We often hear about the benefits of journaling, which include boosting your memory and expanding your IQ, but did you know that keeping a journal can also help with self-care?
Between balancing our jobs, social lives, and sometimes even kids, it can be easy to forget to take care of ourselves. That’s why making journaling a daily practice is one of the simplest ways to put yourself first.
Here are five ways a journal can help with self-care:
This makes perfect sense considering a journal is a great way to document all your feel-good memories. By documenting the positive things in your life, you can then revisit them any time you need a boost in confidence.
Journals also boost self-esteem because they act as a record of your accomplishments and help you set personal goals. By tracking your progress, you can see your self-growth and feel good about how far you’ve come.
In our social media world, it can be hard to unplug. But if you make journaling part of your daily routine, it can serve as the perfect excuse to get away from tech and focus on yourself.
Carving out alone time has a myriad of benefits, according to an infographic created by Happify. Not only does it help you unwind, but is also reboots your brain, allows you time for deep thinking, and can help enhance your relationships (absence makes the heart grow fonder, right?).
Another reason journaling is a great excuse to unplug is because social media doesn’t do us any favours when it comes to our moods. In fact, a 2013 study found that one in three people actually feel worse after visiting Facebook because other people’s posts make them feel dissatisfied with their own lives.

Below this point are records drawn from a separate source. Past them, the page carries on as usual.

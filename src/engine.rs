//! Memo → NAME extraction over the transaction nodes of a document.

use serde::{Deserialize, Serialize};

use crate::errors::{RewriteError, RewriteResult};
use crate::qfx::TransactionInfo;
use crate::rules::RuleTable;
use crate::xml::{Element, NamespaceMap, Path, pretty_print};

pub const TRANSACTION_PATH: &str = ".//STMTTRN";
pub const MEMO_TAG: &str = "MEMO";
pub const NAME_TAG: &str = "NAME";

/// What to do with a transaction whose memo no rule matches.
#[derive(Debug, Clone, Copy, Default, PartialEq, Eq, Serialize, Deserialize)]
#[serde(rename_all = "lowercase")]
pub enum UnmatchedPolicy {
    /// Abort the run with [`RewriteError::UnmatchedMemo`].
    #[default]
    Fail,
    /// Log a warning and leave the node unchanged.
    Skip,
}

/// Terminal state of one transaction node.
#[derive(Debug, Clone, PartialEq, Eq)]
pub enum Outcome {
    /// MEMO replaced by NAME.
    Rewritten { rule: usize, name: String },
    /// No rule matched; MEMO kept, no NAME.
    Skipped { memo: String },
    /// Already has a NAME and no MEMO.
    Untouched,
}

/// Counts per outcome over a whole document.
#[derive(Debug, Clone, Copy, Default, PartialEq, Eq, Serialize)]
pub struct RewriteReport {
    pub rewritten: usize,
    pub skipped: usize,
    pub untouched: usize,
}

impl RewriteReport {
    pub fn record(&mut self, outcome: &Outcome) {
        match outcome {
            Outcome::Rewritten { .. } => self.rewritten += 1,
            Outcome::Skipped { .. } => self.skipped += 1,
            Outcome::Untouched => self.untouched += 1,
        }
    }

    pub fn total(&self) -> usize {
        self.rewritten + self.skipped + self.untouched
    }
}

/// Derive a NAME for one `STMTTRN` node from its MEMO and rewrite it in place.
pub fn process_transaction(
    node: &mut Element,
    rules: &RuleTable,
    policy: UnmatchedPolicy,
) -> RewriteResult<Outcome> {
    let memo_count = node.count_children(MEMO_TAG);
    if memo_count > 1 {
        return Err(RewriteError::DuplicateMemo { count: memo_count });
    }

    let info = transaction_info(node);
    let Some(memo_el) = node.child(MEMO_TAG) else {
        if node.child(NAME_TAG).is_some() {
            tracing::debug!("{} already has a NAME", info.label());
            return Ok(Outcome::Untouched);
        }
        return Err(RewriteError::MissingMemo { fitid: info.fitid });
    };

    let memo = memo_el.text.clone().unwrap_or_default();
    tracing::info!("memo: {}", memo);

    match rules.first_match(&memo) {
        Some(matched) => {
            match node.child_mut(NAME_TAG) {
                Some(existing) => {
                    tracing::debug!("Replacing NAME {:?} of {}", existing.text, info.label());
                    existing.text = Some(matched.name.clone());
                }
                None => {
                    node.push_text_child(NAME_TAG, matched.name.clone());
                }
            }
            node.remove_child(MEMO_TAG);
            tracing::info!("name: {} (rule #{})", matched.name, matched.index + 1);
            Ok(Outcome::Rewritten {
                rule: matched.index,
                name: matched.name,
            })
        }
        None => match policy {
            UnmatchedPolicy::Skip => {
                tracing::warn!("Skipping unhandled transaction ({}): {}", info.label(), memo);
                Ok(Outcome::Skipped { memo })
            }
            UnmatchedPolicy::Fail => Err(RewriteError::UnmatchedMemo {
                memo,
                rules_evaluated: rules.len(),
                fitid: info.fitid,
            }),
        },
    }
}

/// Run [`process_transaction`] on every `STMTTRN` under `root`, in document
/// order. The first error aborts the walk.
pub fn process_document(
    root: &mut Element,
    namespaces: &NamespaceMap,
    rules: &RuleTable,
    policy: UnmatchedPolicy,
) -> RewriteResult<RewriteReport> {
    let path = Path::parse(TRANSACTION_PATH);
    let Some(step) = path.last_step() else {
        return Ok(RewriteReport::default());
    };

    let mut report = RewriteReport::default();
    root.try_for_each_descendant_mut(&mut |node: &mut Element| {
        if !step.matches(node, namespaces) {
            return Ok(());
        }
        tracing::info!("{}", "#".repeat(80));
        log_node("trn", node);
        let outcome = process_transaction(node, rules, policy)?;
        log_node("trn", node);
        report.record(&outcome);
        Ok::<(), RewriteError>(())
    })?;

    tracing::info!(
        "Processed {} transaction(s): {} rewritten, {} skipped, {} untouched",
        report.total(),
        report.rewritten,
        report.skipped,
        report.untouched
    );
    Ok(report)
}

fn transaction_info(node: &Element) -> TransactionInfo {
    TransactionInfo::from_element(node).unwrap_or_else(|e| {
        tracing::debug!("Could not read transaction fields: {}", e);
        TransactionInfo {
            fitid: node.child_text("FITID").map(str::to_string),
            ..TransactionInfo::default()
        }
    })
}

fn log_node(label: &str, node: &Element) {
    if tracing::enabled!(tracing::Level::DEBUG) {
        if let Ok(printed) = pretty_print(node) {
            tracing::debug!("{}: {}", label, printed.trim_end());
        }
    }
}

#[cfg(test)]
mod tests {
    use super::*;
    use crate::rules::Rule;
    use crate::xml::{load, parse_str, query_all};
    use rstest::rstest;

    fn trn(memo: &str) -> Element {
        let mut node = Element::new("STMTTRN");
        node.push_text_child("TRNTYPE", "DEBIT");
        node.push_text_child("FITID", "201910040001");
        node.push_text_child(MEMO_TAG, memo);
        node
    }

    #[rstest]
    #[case("Withdrawal from CHASE CREDIT CRD EPAY", "CHASE CREDIT CRD EPAY")]
    #[case("Monthly Interest Paid", "Capital One")]
    #[case("Check #477 Cashed", "Check #477 Cashed")]
    #[case("ATM Withdrawal - CARDTRONICS C2SJ VSD38839 CARSON, CA", "CARDTRONICS C2SJ VSD38839 CARSO")]
    fn test_rewrites_memo_into_name(#[case] memo: &str, #[case] expected: &str) {
        let mut node = trn(memo);
        let outcome = process_transaction(&mut node, &RuleTable::default(), UnmatchedPolicy::Fail).unwrap();

        assert!(matches!(outcome, Outcome::Rewritten { ref name, .. } if name == expected));
        assert_eq!(node.count_children(MEMO_TAG), 0);
        assert_eq!(node.count_children(NAME_TAG), 1);
        assert_eq!(node.child_text(NAME_TAG), Some(expected));
    }

    #[test]
    fn test_name_appended_after_existing_children() {
        let mut node = trn("Prenote");
        process_transaction(&mut node, &RuleTable::default(), UnmatchedPolicy::Fail).unwrap();
        let names: Vec<&str> = node.children.iter().map(|c| c.name.as_str()).collect();
        assert_eq!(names, vec!["TRNTYPE", "FITID", "NAME"]);
    }

    #[test]
    fn test_long_capture_truncated_to_31_chars() {
        let long_payee = "A".repeat(50);
        let mut node = trn(&format!("Withdrawal from {long_payee}"));
        process_transaction(&mut node, &RuleTable::default(), UnmatchedPolicy::Fail).unwrap();
        assert_eq!(node.child_text(NAME_TAG), Some("A".repeat(31).as_str()));
    }

    #[test]
    fn test_unmatched_fail_names_memo() {
        let mut node = trn("COMPLETELY UNKNOWN TEXT");
        let err = process_transaction(&mut node, &RuleTable::default(), UnmatchedPolicy::Fail).unwrap_err();

        match err {
            RewriteError::UnmatchedMemo { memo, rules_evaluated, fitid } => {
                assert_eq!(memo, "COMPLETELY UNKNOWN TEXT");
                assert_eq!(rules_evaluated, 9);
                assert_eq!(fitid.as_deref(), Some("201910040001"));
            }
            other => panic!("unexpected error: {other}"),
        }
    }

    #[test]
    fn test_unmatched_skip_keeps_node() {
        let mut node = trn("COMPLETELY UNKNOWN TEXT");
        let before = node.clone();
        let outcome = process_transaction(&mut node, &RuleTable::default(), UnmatchedPolicy::Skip).unwrap();

        assert_eq!(
            outcome,
            Outcome::Skipped { memo: "COMPLETELY UNKNOWN TEXT".to_string() }
        );
        assert_eq!(node, before);
    }

    #[test]
    fn test_memo_not_trimmed() {
        let table = RuleTable::new(vec![Rule::capture(r"^Prenote", 0).unwrap()]);
        let mut node = trn(" Prenote");
        let result = process_transaction(&mut node, &table, UnmatchedPolicy::Fail);
        assert!(matches!(result, Err(RewriteError::UnmatchedMemo { ref memo, .. }) if memo == " Prenote"));
    }

    #[test]
    fn test_whitespace_memo_kept_verbatim_on_skip() {
        let mut node = parse_str("<STMTTRN>\n  <FITID>1</FITID>\n  <MEMO>   </MEMO>\n</STMTTRN>").unwrap();
        let outcome = process_transaction(&mut node, &RuleTable::default(), UnmatchedPolicy::Skip).unwrap();

        assert_eq!(outcome, Outcome::Skipped { memo: "   ".to_string() });
        assert_eq!(node.child_text(MEMO_TAG), Some("   "));
    }

    #[test]
    fn test_memo_with_trailing_newline_matches_anchored_rule() {
        let mut node = trn("Withdrawal from CHASE CREDIT CRD EPAY\n");
        process_transaction(&mut node, &RuleTable::default(), UnmatchedPolicy::Fail).unwrap();
        assert_eq!(node.child_text(NAME_TAG), Some("CHASE CREDIT CRD EPAY"));
    }

    #[test]
    fn test_empty_memo_is_unmatched() {
        let mut node = Element::new("STMTTRN");
        node.children.push(Element::new(MEMO_TAG));
        let result = process_transaction(&mut node, &RuleTable::default(), UnmatchedPolicy::Fail);
        assert!(matches!(result, Err(RewriteError::UnmatchedMemo { ref memo, .. }) if memo.is_empty()));
    }

    #[test]
    fn test_already_named_node_untouched() {
        let mut node = trn("Prenote");
        process_transaction(&mut node, &RuleTable::default(), UnmatchedPolicy::Fail).unwrap();
        let once = node.clone();

        let outcome = process_transaction(&mut node, &RuleTable::default(), UnmatchedPolicy::Fail).unwrap();
        assert_eq!(outcome, Outcome::Untouched);
        assert_eq!(node, once);
        assert_eq!(node.count_children(NAME_TAG), 1);
    }

    #[test]
    fn test_existing_name_replaced_not_duplicated() {
        let mut node = parse_str(
            "<STMTTRN><FITID>1</FITID><NAME>CHASE</NAME><MEMO>Withdrawal from CHASE CREDIT CRD EPAY</MEMO></STMTTRN>",
        )
        .unwrap();
        let outcome = process_transaction(&mut node, &RuleTable::default(), UnmatchedPolicy::Fail).unwrap();

        assert!(matches!(outcome, Outcome::Rewritten { rule: 0, .. }));
        assert_eq!(node.count_children(NAME_TAG), 1);
        assert_eq!(node.count_children(MEMO_TAG), 0);
        assert_eq!(node.child_text(NAME_TAG), Some("CHASE CREDIT CRD EPAY"));
        let names: Vec<&str> = node.children.iter().map(|c| c.name.as_str()).collect();
        assert_eq!(names, vec!["FITID", "NAME"]);
    }

    #[test]
    fn test_missing_memo_and_name() {
        let mut node = Element::new("STMTTRN");
        node.push_text_child("FITID", "42");
        let result = process_transaction(&mut node, &RuleTable::default(), UnmatchedPolicy::Skip);
        assert!(matches!(result, Err(RewriteError::MissingMemo { fitid: Some(ref f) }) if f == "42"));
    }

    #[test]
    fn test_duplicate_memo() {
        let mut node = trn("Prenote");
        node.push_text_child(MEMO_TAG, "Prenote");
        let result = process_transaction(&mut node, &RuleTable::default(), UnmatchedPolicy::Fail);
        assert!(matches!(result, Err(RewriteError::DuplicateMemo { count: 2 })));
    }

    #[test]
    fn test_rule_order_decides() {
        let table = RuleTable::new(vec![
            Rule::literal("Withdrawal", "Overlap A").unwrap(),
            Rule::capture(r"^Withdrawal from\s+(.*)$", 1).unwrap(),
        ]);
        let mut node = trn("Withdrawal from CHASE CREDIT CRD EPAY");
        process_transaction(&mut node, &table, UnmatchedPolicy::Fail).unwrap();
        assert_eq!(node.child_text(NAME_TAG), Some("Overlap A"));
    }

    const DOC: &str = r#"<OFX>
  <BANKMSGSRSV1>
    <STMTTRNRS>
      <STMTRS>
        <BANKTRANLIST>
          <STMTTRN><FITID>1</FITID><MEMO>Withdrawal from CHASE CREDIT CRD EPAY</MEMO></STMTTRN>
          <STMTTRN><FITID>2</FITID><MEMO>COMPLETELY UNKNOWN TEXT</MEMO></STMTTRN>
          <STMTTRN><FITID>3</FITID><NAME>Already named</NAME></STMTTRN>
          <STMTTRN><FITID>4</FITID><MEMO>Monthly Interest Paid</MEMO></STMTTRN>
        </BANKTRANLIST>
      </STMTRS>
    </STMTTRNRS>
  </BANKMSGSRSV1>
</OFX>"#;

    #[test]
    fn test_process_document_with_skip() {
        let (mut doc, ns) = load(DOC).unwrap();
        let report = process_document(&mut doc, &ns, &RuleTable::default(), UnmatchedPolicy::Skip).unwrap();

        assert_eq!(report, RewriteReport { rewritten: 2, skipped: 1, untouched: 1 });
        assert_eq!(report.total(), 4);

        let names: Vec<&str> = query_all(&doc, ".//STMTTRN/NAME", &ns)
            .iter()
            .filter_map(|e| e.text.as_deref())
            .collect();
        assert_eq!(names, vec!["CHASE CREDIT CRD EPAY", "Already named", "Capital One"]);

        let memos: Vec<&str> = query_all(&doc, ".//MEMO", &ns)
            .iter()
            .filter_map(|e| e.text.as_deref())
            .collect();
        assert_eq!(memos, vec!["COMPLETELY UNKNOWN TEXT"]);
    }

    #[test]
    fn test_process_document_fail_stops_at_unmatched() {
        let (mut doc, ns) = load(DOC).unwrap();
        let err = process_document(&mut doc, &ns, &RuleTable::default(), UnmatchedPolicy::Fail).unwrap_err();
        assert!(err.to_string().contains("COMPLETELY UNKNOWN TEXT"));
    }

    #[test]
    fn test_process_document_twice_never_duplicates_name() {
        let (mut doc, ns) = load(DOC).unwrap();
        let rules = RuleTable::default();
        process_document(&mut doc, &ns, &rules, UnmatchedPolicy::Skip).unwrap();
        let second = process_document(&mut doc, &ns, &rules, UnmatchedPolicy::Skip).unwrap();

        assert_eq!(second, RewriteReport { rewritten: 0, skipped: 1, untouched: 3 });
        for node in query_all(&doc, ".//STMTTRN", &ns) {
            assert!(node.count_children(NAME_TAG) <= 1);
        }
    }

    #[test]
    fn test_process_document_without_transactions() {
        let mut doc = parse_str("<OFX><SIGNONMSGSRSV1/></OFX>").unwrap();
        let report =
            process_document(&mut doc, &NamespaceMap::new(), &RuleTable::default(), UnmatchedPolicy::Fail).unwrap();
        assert_eq!(report, RewriteReport::default());
    }

    #[test]
    fn test_policy_serde_names() {
        assert_eq!(serde_json::to_string(&UnmatchedPolicy::Skip).unwrap(), "\"skip\"");
        assert_eq!(UnmatchedPolicy::default(), UnmatchedPolicy::Fail);
    }
}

Keeping your thoughts and feelings bottled up is one way to create unnecessary stress, which is why keeping a journal is an easy solution. Not only will writing out your feelings help you work through your problems, but it will allow you to look at the situation objectively.
A 2011 study published in the journal Science proved this by comparing students who wrote down their exam worries before taking the big test and those who didn’t. What they discovered was that those who used a journal were better able to ease their anxieties.
“It might be counterintuitive, but it's almost as if you empty the fears out of your mind,” said researcher Sian Beilock, an associate professor of psychology at the University of Chicago. “You reassess that situation so that you're not as likely to worry about those situations because you've slain that beast.”
Just like painting, dancing, and singing, journaling is a form of art and practicing it daily can increase your creativity. But what does this have to do with self-care? Studies show that being creative can actually make you happier.
“Imagining and creating give us a sense of purpose,” Tony Wagner, Expert In Residence at Harvard University’s Innovation Lab, told CNN.
Maintaining a positive mood can also help us be more open-minded. Psychologist Dr. Shelley Carson told Greatist, “Increases in positive mood broaden attention and allow us to see more possible solutions to creative problems.”
Finding self-acceptance is no easy task, but a journal can help you get there. This is because journals let you get to know yourself in a safe space. At the same time, the act of journaling forces you to reflect on yourself and your life as you work through your thoughts. Writer Deborah Robbins can attest to this.
In a post for The Mighty, Robbins revealed that journaling for 30 days helped her accept her complex regional pain syndrome (CRPS) diagnosis.
“The 30-day challenge forced me to look at my life and realize what is really important,” she wrote last month. “It doesn’t matter what diagnosis the doctor throws my way, what challenges I face on a daily basis, or what I am no longer able to do. What matters is that I take the life I have, challenges and all, and I step up as a warrior and choose to own it.”